Anxious to hear more about your mod as I look to make my Honda HS828 better than it is!


----------



## orangputeh (Nov 24, 2016)

SilentHatch said:


> Anxious to hear more about your mod as I look to make my Honda HS828 better than it is!


with the 828 an impeller kit would be the best mod. chute and carb jets are fine. maybe make sure your fast throttle RPM's are around 3600 +/- 150


----------



## Aviator (Nov 17, 2018)

As it turns out, there is a small difference in the upper articulating chute that I missed. The stud that attaches to the connecting bar is 8mm on the articulating chute, while it is designed to mate to a cable end on the single chute model and is 6mm in diameter. They function and fit the the same other than that. 


As for the cable adjustment spec, there should never be any slack in the cable at the full up position, which is to guarantee full down travel before you run out of cable travel. The chute is a mm or two from full up with the proper tension, for both the single and double articulating chute models. Here is the spec from the shop manual










If you use the original cable, there is no need to remove the cute articulating motors. If you do replace the cable, you must remove both chute adjusting motors to get at the cable. that will require resetting the backlash on the chute rotator teeth. Here is the spec.
https://www.snowblowerforum.com/for...bums-aviator-picture11013-chute-backlash.jpeg
If you use the original cable on your first try, this is a quick job. Remove the front cover, disconnect the cable and remove the entire chute. Install the new chute, then install the articulating parts and reinstall the front cover. Reinstall and adjust the cable and you are done. Test for full range of motion and to make certain the cable does not hang up when rotating.


----------



## Aviator (Nov 17, 2018)

I agree with ORANGPUTEH. Impeller mod is the best performance bump you can get and the first one to install.


----------



## SilentHatch (Aug 23, 2019)

orangputeh said:


> with the 828 an impeller kit would be the best mod. chute and carb jets are fine. maybe make sure your fast throttle RPM's are around 3600 +/- 150





Aviator said:


> I agree with ORANGPUTEH. Impeller mod is the best performance bump you can get and the first one to install.

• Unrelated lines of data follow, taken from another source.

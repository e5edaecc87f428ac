//! Domain model for user accounts.
//!
//! Users carry a system role that places them in the privilege hierarchy and
//! an account status that gates whether they may act or receive work.

mod error;
mod ids;
mod profile;
mod role;
mod status;
mod user;

pub use error::{ParseUserRoleError, ParseUserStatusError, UserDomainError};
pub use ids::UserId;
pub use profile::{CredentialHash, EmailAddress, Username};
pub use role::UserRole;
pub use status::UserStatus;
pub use user::{PersistedUserData, User};
//! Validated profile values for user accounts.

use super::UserDomainError;
use serde::{Deserialize, Serialize};
use std::fmt;

/// Unique login name of a user.
#[derive(Debug, Clone, PartialEq, Eq, Hash, Serialize, Deserialize)]
#[serde(transparent)]
pub struct Username(String);

impl Username {
    /// Creates a validated username.
    ///
    /// The value is trimmed and lowercased so lookups are case-insensitive.
    ///
    /// # Errors
    ///
    /// Returns [`UserDomainError::EmptyUsername`] when the value is blank, or
    /// [`UserDomainError::InvalidUsername`] when it contains inner whitespace.
    pub fn new(value: impl Into<String>) -> Result<Self, UserDomainError> {
        let raw = value.into();
        let normalized = raw.trim().to_lowercase();
        if normalized.is_empty() {
            return Err(UserDomainError::EmptyUsername);
        }
        if normalized.chars().any(char::is_whitespace) {
            return Err(UserDomainError::InvalidUsername(raw));
        }
        Ok(Self(normalized))
    }

    /// Returns the username as a string slice.
    #[must_use]
    pub fn as_str(&self) -> &str {
        &self.0
    }
}

impl fmt::Display for Username {
    fn fmt(&self, f: &mut fmt::Formatter<'_>) -> fmt::Result {
        f.write_str(&self.0)
    }
}

/// Email address with a single `@` separating non-empty parts.
#[derive(Debug, Clone, PartialEq, Eq, Hash, Serialize, Deserialize)]
#[serde(transparent)]
pub struct EmailAddress(String);

impl EmailAddress {
    /// Creates a validated email address.
    ///
    /// # Errors
    ///
    /// Returns [`UserDomainError::InvalidEmail`] when the value does not have
    /// exactly one `@` with text on both sides, or contains whitespace.
    pub fn new(value: impl Into<String>) -> Result<Self, UserDomainError> {
        let raw = value.into();
        let normalized = raw.trim();
        let is_valid = normalized.split_once('@').is_some_and(|(local, domain)| {
            !local.is_empty() && !domain.is_empty() && !domain.contains('@')
        }) && !normalized.chars().any(char::is_whitespace);

        if !is_valid {
            return Err(UserDomainError::InvalidEmail(raw));
        }
        Ok(Self(normalized.to_owned()))
    }

    /// Returns the address as a string slice.
    #[must_use]
    pub fn as_str(&self) -> &str {
        &self.0
    }
}

impl fmt::Display for EmailAddress {
    fn fmt(&self, f: &mut fmt::Formatter<'_>) -> fmt::Result {
        f.write_str(&self.0)
    }
}

/// Opaque credential hash produced by the authentication layer.
#[derive(Clone, PartialEq, Eq, Serialize, Deserialize)]
#[serde(transparent)]
pub struct CredentialHash(String);

impl CredentialHash {
    /// Wraps a non-empty credential hash.
    ///
    /// # Errors
    ///
    /// Returns [`UserDomainError::EmptyCredentialHash`] when the value is
    /// blank.
    pub fn new(value: impl Into<String>) -> Result<Self, UserDomainError> {
        let raw = value.into();
        if raw.trim().is_empty() {
            return Err(UserDomainError::EmptyCredentialHash);
        }
        Ok(Self(raw))
    }

    /// Returns the hash as a string slice.
    #[must_use]
    pub fn as_str(&self) -> &str {
        &self.0
    }
}

impl fmt::Debug for CredentialHash {
    fn fmt(&self, f: &mut fmt::Formatter<'_>) -> fmt::Result {
        f.write_str("CredentialHash(<redacted>)")
    }
}
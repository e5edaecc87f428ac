//! Role-based authorization rules.
//!
//! Every operation is gated by a minimum system role. Operations that target
//! another user's account additionally require the actor to strictly
//! outrank the target, and deactivation or deletion may never target the
//! actor's own account. Team-scoped operations are also open to members who
//! hold a managing role within that team.

use super::{InvariantViolation, PrivilegeRequirement, RuleViolation};
use crate::{
    team::domain::TeamRole,
    user::domain::{UserId, UserRole, UserStatus},
};
use serde::{Deserialize, Serialize};
use std::fmt;

/// Operations subject to authorization.
#[derive(Debug, Clone, Copy, PartialEq, Eq, Hash, Serialize, Deserialize)]
#[serde(rename_all = "snake_case")]
pub enum Operation {
    /// Register a new user account.
    CreateUser,
    /// Change another user's system role.
    ModifyRole,
    /// Deactivate a user account.
    DeactivateUser,
    /// Reactivate a user account.
    ActivateUser,
    /// Delete a user account.
    DeleteUser,
    /// Create teams, change their status, or manage their members.
    ManageTeam,
    /// Create projects or change their details and status.
    ManageProject,
    /// Create tasks and subtasks.
    CreateTask,
    /// Edit tasks or move them through their lifecycle.
    UpdateTask,
    /// Assign or unassign tasks.
    AssignTask,
    /// Read users, teams, projects and tasks.
    ViewResources,
}

impl Operation {
    /// Returns the least privileged system role allowed to perform the
    /// operation.
    #[must_use]
    pub const fn min_role(self) -> UserRole {
        match self {
            Self::CreateUser
            | Self::ModifyRole
            | Self::DeactivateUser
            | Self::ActivateUser
            | Self::DeleteUser => UserRole::Admin,
            Self::ManageTeam | Self::ManageProject | Self::AssignTask => UserRole::ProjectManager,
            Self::CreateTask | Self::UpdateTask => UserRole::Developer,
            Self::ViewResources => UserRole::Viewer,
        }
    }

    /// Returns `true` for operations that may never target the actor's own
    /// account.
    #[must_use]
    pub const fn forbids_self_target(self) -> bool {
        matches!(self, Self::DeactivateUser | Self::DeleteUser)
    }

    /// Returns a short verb phrase describing the operation.
    #[must_use]
    pub const fn as_str(self) -> &'static str {
        match self {
            Self::CreateUser => "create users",
            Self::ModifyRole => "modify roles",
            Self::DeactivateUser => "deactivate users",
            Self::ActivateUser => "activate users",
            Self::DeleteUser => "delete users",
            Self::ManageTeam => "manage teams",
            Self::ManageProject => "manage projects",
            Self::CreateTask => "create tasks",
            Self::UpdateTask => "update tasks",
            Self::AssignTask => "assign tasks",
            Self::ViewResources => "view resources",
        }
    }
}

impl fmt::Display for Operation {
    fn fmt(&self, f: &mut fmt::Formatter<'_>) -> fmt::Result {
        f.write_str(self.as_str())
    }
}

/// The user performing an operation.
#[derive(Debug, Clone, Copy, PartialEq, Eq)]
pub struct Actor {
    id: UserId,
    role: UserRole,
    status: UserStatus,
}

impl Actor {
    /// Creates an actor from its identity, role and account status.
    #[must_use]
    pub const fn new(id: UserId, role: UserRole, status: UserStatus) -> Self {
        Self { id, role, status }
    }

    /// Returns the acting user's identifier.
    #[must_use]
    pub const fn id(&self) -> UserId {
        self.id
    }

    /// Returns the acting user's system role.
    #[must_use]
    pub const fn role(&self) -> UserRole {
        self.role
    }

    /// Returns `true` when the acting account is active.
    #[must_use]
    pub fn is_active(&self) -> bool {
        self.status == UserStatus::Active
    }

    const fn denied(&self, operation: Operation, requirement: PrivilegeRequirement) -> RuleViolation {
        RuleViolation::InsufficientPrivilege {
            actor_id: self.id,
            actor_role: self.role,
            operation,
            requirement,
        }
    }
}

/// Returns `true` when `actor` strictly outranks `target` in the role
/// hierarchy.
#[must_use]
pub const fn has_sufficient_privileges(actor: UserRole, target: UserRole) -> bool {
    actor.level() > target.level()
}

/// Returns `true` when `role` meets the operation's minimum role.
#[must_use]
pub const fn role_permits(role: UserRole, operation: Operation) -> bool {
    role.level() >= operation.min_role().level()
}

/// Checks that the actor may perform `operation` at all.
///
/// # Errors
///
/// Returns [`RuleViolation::InsufficientPrivilege`] when the actor is
/// inactive or below the operation's minimum role.
pub fn ensure_permitted(actor: &Actor, operation: Operation) -> Result<(), RuleViolation> {
    ensure_active_actor(actor, operation)?;
    if role_permits(actor.role, operation) {
        return Ok(());
    }
    Err(actor.denied(
        operation,
        PrivilegeRequirement::MinimumRole(operation.min_role()),
    ))
}

/// Checks that the actor may perform a cross-user `operation` on the
/// account identified by `target_id`, which currently holds `target_role`.
///
/// Self-targeting is rejected first for deactivation and deletion, whatever
/// the actor's role.
///
/// # Errors
///
/// Returns [`InvariantViolation::SelfTargeting`] for forbidden
/// self-targeting, or [`RuleViolation::InsufficientPrivilege`] when the actor
/// lacks the minimum role or does not strictly outrank the target.
pub fn ensure_can_target(
    actor: &Actor,
    target_id: UserId,
    target_role: UserRole,
    operation: Operation,
) -> Result<(), RuleViolation> {
    if operation.forbids_self_target() && actor.id == target_id {
        return Err(InvariantViolation::SelfTargeting {
            user_id: actor.id,
            operation,
        }
        .into());
    }

    ensure_permitted(actor, operation)?;

    if has_sufficient_privileges(actor.role, target_role) {
        return Ok(());
    }
    Err(actor.denied(operation, PrivilegeRequirement::Outrank(target_role)))
}

/// Checks that the actor may hand out `role`, either to a new account or as
/// a role change.
///
/// Administrators may grant any role; everyone else must strictly outrank
/// the granted role.
///
/// # Errors
///
/// Returns [`RuleViolation::InsufficientPrivilege`] when the grant exceeds
/// the actor's authority.
pub fn ensure_can_grant_role(
    actor: &Actor,
    role: UserRole,
    operation: Operation,
) -> Result<(), RuleViolation> {
    if actor.role == UserRole::Admin || has_sufficient_privileges(actor.role, role) {
        return Ok(());
    }
    Err(actor.denied(operation, PrivilegeRequirement::Outrank(role)))
}

/// Checks a team-scoped operation.
///
/// The actor is allowed when their system role meets the operation's
/// minimum, or when `team_role` (the actor's role within the team, if any)
/// is a managing role.
///
/// # Errors
///
/// Returns [`RuleViolation::InsufficientPrivilege`] when the actor is
/// inactive or has neither kind of privilege.
pub fn ensure_team_privilege(
    actor: &Actor,
    team_role: Option<TeamRole>,
    operation: Operation,
) -> Result<(), RuleViolation> {
    ensure_active_actor(actor, operation)?;
    let manages_team = team_role.is_some_and(TeamRole::can_manage_team);
    if role_permits(actor.role, operation) || manages_team {
        return Ok(());
    }
    Err(actor.denied(operation, PrivilegeRequirement::TeamManager))
}

fn ensure_active_actor(actor: &Actor, operation: Operation) -> Result<(), RuleViolation> {
    if actor.is_active() {
        return Ok(());
    }
    Err(actor.denied(operation, PrivilegeRequirement::ActiveAccount))
}
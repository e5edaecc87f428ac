//! In-memory repository for teams.

use async_trait::async_trait;
use std::collections::HashMap;
use std::sync::{Arc, PoisonError, RwLock};

use crate::{
    team::{
        domain::{Team, TeamId},
        ports::{TeamRepository, TeamRepositoryError, TeamRepositoryResult},
    },
    user::domain::UserId,
};

/// Thread-safe in-memory team repository.
#[derive(Debug, Clone, Default)]
pub struct InMemoryTeamRepository {
    state: Arc<RwLock<HashMap<TeamId, Team>>>,
}

impl InMemoryTeamRepository {
    /// Creates an empty in-memory repository.
    #[must_use]
    pub fn new() -> Self {
        Self::default()
    }
}

fn poisoned<T>(err: &PoisonError<T>) -> TeamRepositoryError {
    TeamRepositoryError::persistence(std::io::Error::other(err.to_string()))
}

#[async_trait]
impl TeamRepository for InMemoryTeamRepository {
    async fn store(&self, team: &Team) -> TeamRepositoryResult<()> {
        let mut teams = self.state.write().map_err(|err| poisoned(&err))?;
        if teams.contains_key(&team.id()) {
            return Err(TeamRepositoryError::DuplicateTeam(team.id()));
        }
        teams.insert(team.id(), team.clone());
        Ok(())
    }

    async fn update(&self, team: &Team) -> TeamRepositoryResult<()> {
        let mut teams = self.state.write().map_err(|err| poisoned(&err))?;
        let slot = teams
            .get_mut(&team.id())
            .ok_or(TeamRepositoryError::NotFound(team.id()))?;
        *slot = team.clone();
        Ok(())
    }

    async fn find_by_id(&self, id: TeamId) -> TeamRepositoryResult<Option<Team>> {
        let teams = self.state.read().map_err(|err| poisoned(&err))?;
        Ok(teams.get(&id).cloned())
    }

    async fn find_by_member(&self, user_id: UserId) -> TeamRepositoryResult<Vec<Team>> {
        let teams = self.state.read().map_err(|err| poisoned(&err))?;
        let mut joined: Vec<Team> = teams
            .values()
            .filter(|team| team.is_member(user_id))
            .cloned()
            .collect();
        joined.sort_by_key(Team::created_at);
        Ok(joined)
    }
}
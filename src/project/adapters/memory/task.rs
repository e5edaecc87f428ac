//! In-memory repository for tasks.

use async_trait::async_trait;
use std::collections::HashMap;
use std::sync::{Arc, RwLock};

use super::poisoned;
use crate::{
    project::{
        domain::{ProjectId, Task, TaskId},
        ports::{ProjectRepositoryError, ProjectRepositoryResult, TaskRepository},
    },
    user::domain::UserId,
};

/// Thread-safe in-memory task repository.
#[derive(Debug, Clone, Default)]
pub struct InMemoryTaskRepository {
    state: Arc<RwLock<HashMap<TaskId, Task>>>,
}

impl InMemoryTaskRepository {
    /// Creates an empty in-memory repository.
    #[must_use]
    pub fn new() -> Self {
        Self::default()
    }

    fn collect_sorted(
        &self,
        predicate: impl Fn(&Task) -> bool,
    ) -> ProjectRepositoryResult<Vec<Task>> {
        let tasks = self.state.read().map_err(|err| poisoned(&err))?;
        let mut matching: Vec<Task> = tasks
            .values()
            .filter(|task| predicate(task))
            .cloned()
            .collect();
        matching.sort_by_key(Task::created_at);
        Ok(matching)
    }
}

#[async_trait]
impl TaskRepository for InMemoryTaskRepository {
    async fn store(&self, task: &Task) -> ProjectRepositoryResult<()> {
        let mut tasks = self.state.write().map_err(|err| poisoned(&err))?;
        if tasks.contains_key(&task.id()) {
            return Err(ProjectRepositoryError::DuplicateTask(task.id()));
        }
        tasks.insert(task.id(), task.clone());
        Ok(())
    }

    async fn update(&self, task: &Task) -> ProjectRepositoryResult<()> {
        let mut tasks = self.state.write().map_err(|err| poisoned(&err))?;
        let slot = tasks
            .get_mut(&task.id())
            .ok_or(ProjectRepositoryError::TaskNotFound(task.id()))?;
        *slot = task.clone();
        Ok(())
    }

    async fn find_by_id(&self, id: TaskId) -> ProjectRepositoryResult<Option<Task>> {
        let tasks = self.state.read().map_err(|err| poisoned(&err))?;
        Ok(tasks.get(&id).cloned())
    }

    async fn find_by_project(&self, project_id: ProjectId) -> ProjectRepositoryResult<Vec<Task>> {
        self.collect_sorted(|task| task.project_id() == project_id)
    }

    async fn find_subtasks(&self, parent_id: TaskId) -> ProjectRepositoryResult<Vec<Task>> {
        self.collect_sorted(|task| task.parent_id() == Some(parent_id))
    }

    async fn count_open_assigned(
        &self,
        assignee: UserId,
        project_ids: &[ProjectId],
    ) -> ProjectRepositoryResult<usize> {
        let tasks = self.state.read().map_err(|err| poisoned(&err))?;
        let open = tasks
            .values()
            .filter(|task| task.assignee() == Some(assignee))
            .filter(|task| project_ids.contains(&task.project_id()))
            .filter(|task| !task.is_finalized())
            .count();
        Ok(open)
    }
}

I cheaped out on the impeller mod for now, $9 for this rubber strip from amazon (that I've used previously on my dad's craftsman blower) is a bit cheaper than the one i see on ebay for $55. Eventually I'll get that one, but the rubber I can cut for now. This HS828 that I have was sold new in 1994. Given that it's only a couple years younger than me, I'll give it the old college try on getting it going and making it run smooth. Already replaced the spark plug, the old one was black. Seems to me that blacker = rich fuel mix, right? I started the other day and tried to tweak carb screws to get it to run better but this is my first honda. Any tips much appreciated.

I'm not 100% sure on how to get my RPMs in the right range, OrangPuteh. Can you share some tips or a walkthrough, please? If I need to order something on amazon, I have prime so that's not a bother at all if you send a link.

Super happy with all of the information available here, but as I said before, anxious to see how Aviator's mods come out.
:icon-cheers:


----------



## Aviator (Nov 17, 2018)

Your impeller mod is a good first step. The backing plate on DMRERDP's impeller kit seems to be why it works so well. It makes a real difference on my machine. If you can fabricate a steel backing plate for your impeller rubber you will get the best results. 

Your next step for smooth running is to clean the carb. The best way is to take it off the machine and soak it in carb cleaner or give it a cycle in an ultrasonic cleaner if you have access to one. Take the main jet out and inspect it for deposits the carb cleaner did not remove.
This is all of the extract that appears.